David E. Harrison, Clinton M. Astle and John W. Doubleday

From The Jackson Laboratory, Bar Harbor, Maine 046092

Abstract

Two different immune responses were compared in spleen cells obtained from old and young CBA/HT6J mice. Spleen cells from old mice (23 to 33 months) responded about half as well as did spleen cells from young mice (4 to 10 months) in the adoptive transfer anti-sheep red blood cell (SRBC) plaque-forming assay, and caused slightly less than half the uptake of tritiated thymidine in response to phytohemagglutinin (PHA) in vitro.

Marrow stem cells from some of the old and young mice whose splenic immune responses were tested were transplanted into irradiated young CBA/CaJ recipients. Seven to 17 weeks later these same immune responses were tested in the spleen cells of these young recipients, and the T6 chromosome marker was used to identify donor cells. Old animals' responses varied greatly, perhaps due to suppressing cells or factors in some individuals.
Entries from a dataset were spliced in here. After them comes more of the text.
//! Scene graph owned by the frame loop
//!
//! A flat slot map of renderable nodes plus the camera and the shadow light.
//! Collaborators never receive mutable access; every insertion and removal
//! funnels through the loop (or the warmup sequencer it drives) via
//! [`SceneContext`], which keeps node lifetime and GPU visual lifetime in
//! step.

use slotmap::{new_key_type, SlotMap};

use super::{Camera, GpuVisual, RenderBackend, RenderResult, ShadowLight, VisualKind};
use crate::foundation::math::Vec3;

new_key_type! {
    /// Key of a node in the [`Scene`]
    pub struct NodeKey;
}

/// One renderable object
#[derive(Debug, Clone, PartialEq)]
pub struct SceneNode {
    /// What the node draws
    pub kind: VisualKind,
    /// GPU resources backing the node
    pub visual: GpuVisual,
    /// World position (segment start for tracers)
    pub position: Vec3,
    /// Segment end for tracers
    pub end: Option<Vec3>,
    /// Heading in radians
    pub yaw: f32,
    /// Uniform scale
    pub scale: f32,
    /// Material opacity
    pub opacity: f32,
    /// Whether the node is drawn at all
    pub visible: bool,
    /// Whether the renderer may skip the node when it is outside the frustum
    pub frustum_culled: bool,
}

impl SceneNode {
    /// Create a visible, culled, opaque node at `position`
    pub fn new(kind: VisualKind, visual: GpuVisual, position: Vec3) -> Self {
        Self {
            kind,
            visual,
            position,
            end: None,
            yaw: 0.0,
            scale: 1.0,
            opacity: 1.0,
            visible: true,
            frustum_culled: true,
        }
    }
}

/// Saved per-node culling flags
pub type CullingSnapshot = Vec<(NodeKey, bool)>;

/// The loop-owned scene graph
#[derive(Debug, Default)]
pub struct Scene {
    nodes: SlotMap<NodeKey, SceneNode>,
    /// Active camera
    pub camera: Camera,
    /// Shadow-casting sun
    pub light: ShadowLight,
}

impl Scene {
    /// Create an empty scene around a camera and light
    pub fn new(camera: Camera, light: ShadowLight) -> Self {
        Self {
            nodes: SlotMap::with_key(),
            camera,
            light,
        }
    }

    /// Insert a node
    pub fn insert(&mut self, node: SceneNode) -> NodeKey {
        self.nodes.insert(node)
    }

    /// Remove a node, returning it so its visual can be freed
    pub fn remove(&mut self, key: NodeKey) -> Option<SceneNode> {
        self.nodes.remove(key)
    }

    /// Borrow a node
    pub fn get(&self, key: NodeKey) -> Option<&SceneNode> {
        self.nodes.get(key)
    }

    /// Mutably borrow a node
    pub fn get_mut(&mut self, key: NodeKey) -> Option<&mut SceneNode> {
        self.nodes.get_mut(key)
    }

    /// Whether the key is live
    pub fn contains(&self, key: NodeKey) -> bool {
        self.nodes.contains_key(key)
    }

    /// Number of nodes
    pub fn len(&self) -> usize {
        self.nodes.len()
    }

    /// Whether the scene has no nodes
    pub fn is_empty(&self) -> bool {
        self.nodes.is_empty()
    }

    /// Iterate all nodes
    pub fn iter(&self) -> impl Iterator<Item = (NodeKey, &SceneNode)> {
        self.nodes.iter()
    }

    /// Turn frustum culling off on every node, returning the previous flags
    pub fn disable_frustum_culling(&mut self) -> CullingSnapshot {
        self.nodes
            .iter_mut()
            .map(|(key, node)| {
                let previous = node.frustum_culled;
                node.frustum_culled = false;
                (key, previous)
            })
            .collect()
    }

    /// Restore flags saved by [`Scene::disable_frustum_culling`]. Nodes
    /// removed in between are skipped.
    pub fn restore_frustum_culling(&mut self, snapshot: CullingSnapshot) {
        for (key, culled) in snapshot {
            if let Some(node) = self.nodes.get_mut(key) {
                node.frustum_culled = culled;
            }
        }
    }

    /// Remove every node and return them for disposal
    pub fn drain(&mut self) -> Vec<SceneNode> {
        self.nodes.drain().map(|(_, node)| node).collect()
    }
}

/// Scene plus the backend that owns the GPU side of its nodes.
///
/// Borrowed for the duration of one operation so that creating a node always
/// allocates its visual and removing a node always frees it.
pub struct SceneContext<'a> {
    /// Scene being edited
    pub scene: &'a mut Scene,
    /// Backend owning the visuals
    pub renderer: &'a mut dyn RenderBackend,
}

impl<'a> SceneContext<'a> {
    /// Bundle a scene and its backend
    pub fn new(scene: &'a mut Scene, renderer: &'a mut dyn RenderBackend) -> Self {
        Self { scene, renderer }
    }

    /// Allocate a visual and insert a node for it
    pub fn spawn(&mut self, kind: VisualKind, position: Vec3) -> RenderResult<NodeKey> {
        let visual = self.renderer.create_visual(kind)?;
        Ok(self.scene.insert(SceneNode::new(kind, visual, position)))
    }

    /// Remove a node and free its visual. Release failures are logged and
    /// swallowed; returns whether the node existed.
    pub fn despawn(&mut self, key: NodeKey) -> bool {
        match self.scene.remove(key) {
            Some(node) => {
                release_visual_logged(self.renderer, node.visual);
                true
            }
            None => false,
        }
    }
}

/// Free a visual, downgrading failure to a warning
pub fn release_visual_logged(renderer: &mut dyn RenderBackend, visual: GpuVisual) {
    if let Err(e) = renderer.release_visual(visual) {
        log::warn!("Failed to release visual {}: {}", visual.id, e);
    }
}

#[cfg(test)]
mod tests {
    use super::*;
    use crate::headless::HeadlessRenderer;

    #[test]
    fn test_spawn_and_despawn_balance_visuals() {
        let (mut renderer, probe) = HeadlessRenderer::new();
        let mut scene = Scene::default();

        let key = {
            let mut ctx = SceneContext::new(&mut scene, &mut renderer);
            ctx.spawn(VisualKind::Hostile, Vec3::zeros()).unwrap()
        };
        assert_eq!(probe.borrow().live_visuals(), 1);
        assert!(scene.contains(key));

        let mut ctx = SceneContext::new(&mut scene, &mut renderer);
        assert!(ctx.despawn(key));
        assert!(!ctx.despawn(key));
        assert_eq!(probe.borrow().live_visuals(), 0);
        assert!(scene.is_empty());
    }

    #[test]
    fn test_culling_snapshot_restores_per_node_flags() {
        let (mut renderer, _probe) = HeadlessRenderer::new();
        let mut scene = Scene::default();
        let mut ctx = SceneContext::new(&mut scene, &mut renderer);
        let a = ctx.spawn(VisualKind::Hostile, Vec3::zeros()).unwrap();
        let b = ctx.spawn(VisualKind::Tracer, Vec3::zeros()).unwrap();
        scene.get_mut(b).unwrap().frustum_culled = false;

        let snapshot = scene.disable_frustum_culling();
        assert!(scene.iter().all(|(_, node)| !node.frustum_culled));

        scene.restore_frustum_culling(snapshot);
        assert!(scene.get(a).unwrap().frustum_culled);
        assert!(!scene.get(b).unwrap().frustum_culled);
    }
}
Therefore, cells were never pooled and the responses of recipients were compared to the responses of the donor whose marrow had populated them. The response for a particular old donor, or for the recipients of its stem cells, was divided by the response for the young control used with that donor, or for its stem cell recipients. This was called the old/young ratio.

With original donors with an old/young ratio for the SRBC response of (mean ± S.D.) 0.35 ± 0.14, the old/young ratio for that same response in the recipients was significantly improved to 1.26 ± 0.71. In original donors with an old/young ratio for the PHA response of 0.44 ± 0.17, the old/young ratio in the recipients improved significantly to 0.86 ± 0.27. Thus, little or none of the decline with age in these immune responses was intrinsic to the old lymphoid stem cells.

Footnotes

1 This work was supported by National Institutes of Health Research Grant AI-11757 from the National Institute of Allergy and Infectious Diseases, Grant AG 00250 from the National Institute on Aging, and Grant HL 16119 from the National Heart and Lung Institute.

2 The Jackson Laboratory is fully accredited by the American Association for the Accreditation of Laboratory Animal care.